A core message is that boards need to look at a reasonably wide range of indicators and be prepared to make connections that add to the overall picture. A company whose employees, customers and suppliers are reasonably happy likely has a positive culture, but boards tend to focus their attention on a limited number of human resource indicators.
For example, survey evidence in the briefing suggests that boards spend little time looking in detail at the supply chain or at customer complaints.
On staffing, they look at survey results but rarely check sites like Glassdoor, which hosts worker reviews, to see what recently-departed employees say about the organisation.
Few are the companies that look at morale in the supply chain – but this can tell you a lot about how a company is perceived by key stakeholders and the build-up of unwanted stress, as some supermarkets have learned to their cost.

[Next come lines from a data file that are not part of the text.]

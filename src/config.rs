use std::path::Path;

use anyhow::Context;
use serde::Deserialize;

use crate::http::parser::Limits;

pub const DEFAULT_LISTEN_ADDR: &str = "0.0.0.0:8080";

/// Names the YAML file to load settings from.
pub const CONFIG_ENV: &str = "HELLOHTTP_CONFIG";

#[derive(Debug, Clone, Default, PartialEq, Eq, Deserialize)]
#[serde(default)]
pub struct Config {
    pub server: ServerConfig,
    pub limits: Limits,
}

#[derive(Debug, Clone, PartialEq, Eq, Deserialize)]
#[serde(default)]
pub struct ServerConfig {
    pub listen_addr: String,
    /// Upper bound on live connection workers; unbounded when absent
    pub max_connections: Option<usize>,
    /// How long shutdown waits for open connections before aborting them
    pub shutdown_grace_ms: u64,
}

impl Default for ServerConfig {
    fn default() -> Self {
        Self {
            listen_addr: DEFAULT_LISTEN_ADDR.to_string(),
            max_connections: None,
            shutdown_grace_ms: 5_000,
        }
    }
}

impl Config {
    /// Loads the process configuration.
    ///
    /// Defaults, then the YAML file named by `HELLOHTTP_CONFIG` if set, then
    /// the `LISTEN` and `MAX_CONNECTIONS` variables.
    pub fn load() -> anyhow::Result<Self> {
        Self::from_env(|key| std::env::var(key).ok())
    }

    /// Same as [`Config::load`], reading variables through `var`.
    pub fn from_env(var: impl Fn(&str) -> Option<String>) -> anyhow::Result<Self> {
        let mut cfg = match var(CONFIG_ENV) {
            Some(path) => Self::from_file(&path)?,
            None => Self::default(),
        };

        if let Some(listen_addr) = var("LISTEN") {
            cfg.server.listen_addr = listen_addr;
        }
        if let Some(max) = var("MAX_CONNECTIONS") {
            let max = max
                .parse::<usize>()
                .with_context(|| format!("invalid MAX_CONNECTIONS {max:?}"))?;
            cfg.server.max_connections = Some(max);
        }

        Ok(cfg)
    }

    pub fn from_file(path: impl AsRef<Path>) -> anyhow::Result<Self> {
        let path = path.as_ref();
        let text = std::fs::read_to_string(path)
            .with_context(|| format!("failed to read config file {}", path.display()))?;
        Self::from_yaml_str(&text)
            .with_context(|| format!("failed to parse config file {}", path.display()))
    }

    pub fn from_yaml_str(text: &str) -> anyhow::Result<Self> {
        Ok(serde_yaml::from_str(text)?)
    }
}
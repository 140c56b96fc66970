use crate::http::request::{Method, Request};
use crate::http::response::{Response, StatusCode};

/// Methods the server answers; sent back in `Allow` on 405 responses.
pub const ALLOWED_METHODS: &str = "GET, HEAD";

/// Produces the response for `req`. Total over every method.
///
/// - GET greets the target with its leading `/` removed.
/// - HEAD advertises the request's own `Content-Length` (or `0`) without a body.
/// - Everything else is 405 with an `Allow` header.
pub fn handle_request(req: Request) -> Response {
    let version = req.version;
    let keep_alive = req.keep_alive();

    match req.method {
        Method::GET => {
            let name = req.path.strip_prefix('/').unwrap_or(&req.path);
            Response::string(
                StatusCode::Ok,
                format!("Hello, {name}"),
                version,
                keep_alive,
                None,
            )
        }
        Method::HEAD => {
            let content_length = req.header("Content-Length").unwrap_or("0");
            Response::empty(StatusCode::Ok, content_length, version, keep_alive, None)
        }
        _ => {
            let mut response = Response::string(
                StatusCode::MethodNotAllowed,
                "Invalid method",
                version,
                keep_alive,
                None,
            );
            response.headers.set("Allow", ALLOWED_METHODS);
            response
        }
    }
}
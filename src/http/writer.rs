use tokio::io::{AsyncWrite, AsyncWriteExt};

use crate::http::response::Response;

/// Renders the status line, headers and body into one buffer.
pub fn serialize_response(resp: &Response) -> Vec<u8> {
    let mut buf = Vec::with_capacity(128 + resp.body.len());

    // Status line
    let status_line = format!(
        "{} {} {}\r\n",
        resp.version,
        resp.status.as_u16(),
        resp.status.reason_phrase()
    );
    buf.extend_from_slice(status_line.as_bytes());

    // Headers
    for (k, v) in resp.headers.iter() {
        buf.extend_from_slice(k.as_bytes());
        buf.extend_from_slice(b": ");
        buf.extend_from_slice(v.as_bytes());
        buf.extend_from_slice(b"\r\n");
    }

    // Header/body separator
    buf.extend_from_slice(b"\r\n");

    // Body
    buf.extend_from_slice(&resp.body);

    buf
}

pub struct ResponseWriter {
    buffer: Vec<u8>,
    written: usize,
}

impl ResponseWriter {
    pub fn new(response: &Response) -> Self {
        Self {
            buffer: serialize_response(response),
            written: 0,
        }
    }

    pub fn remaining(&self) -> usize {
        self.buffer.len() - self.written
    }

    pub async fn write_to_stream<S>(&mut self, stream: &mut S) -> anyhow::Result<()>
    where
        S: AsyncWrite + Unpin,
    {
        while self.written < self.buffer.len() {
            let n = stream
                .write(&self.buffer[self.written..])
                .await?;

            if n == 0 {
                return Err(anyhow::anyhow!("connection closed while writing"));
            }

            self.written += n;
        }

        stream.flush().await?;
        Ok(())
    }
}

All this involves a raft of new work. Rather than adopt a standardised clipboard of indicators, boards may do better to create a ‘culture dashboard’ based on their business’s nature and their main stakeholders’ concerns.
In doing so, it is sensible to include forward-looking indicators that will reveal potential trouble, rather than just highlighting problems that have already arisen.
One such indicator would be incidents that could have caused death or serious injury, even if no-one was hurt in that instance. Another is critical equipment failure, which might not yet have led to an explosion, but probably will if the underlying reasons are not addressed.
Still another is the frequency with which employees have had to be stopped from actions that contravene regulations. But can the board be sure that it is getting reliable information on indicators such as these, or is there a risk that they may be covered up?
Building up this picture requires input from a range of sources: compliance, internal audit and obviously human resources – often the first port of call for examining culture. This variety is a source of strength, enabling connections to be made which would otherwise be hidden.
Where several disparate indicators are flashing amber throughout the business or in a particular part of it, boards know to look further.
Whatever the data, it is important to ask the right questions. If calls to a speak-up or whistleblowing line have dropped off, this could mean that morale has improved, or that people have suddenly become frightened to speak up or that they are no longer sure what number to dial.
Some companies find it useful to have board committees do the detailed work, relying on them to escalate critical issues to the full board.
However the issue is approached, a strong personal commitment by the chair and chief executive is crucial. Boards cannot steer behaviour within their organisations if they do not espouse values that tell employees what to expect and the values will not be credible if the leadership conspicuously ignores them.
Conversely, when companies take the trouble to espouse strong values and embed them properly, they find their franchise is more secure, risk is reduced and an empowered workforce can drive the business forward.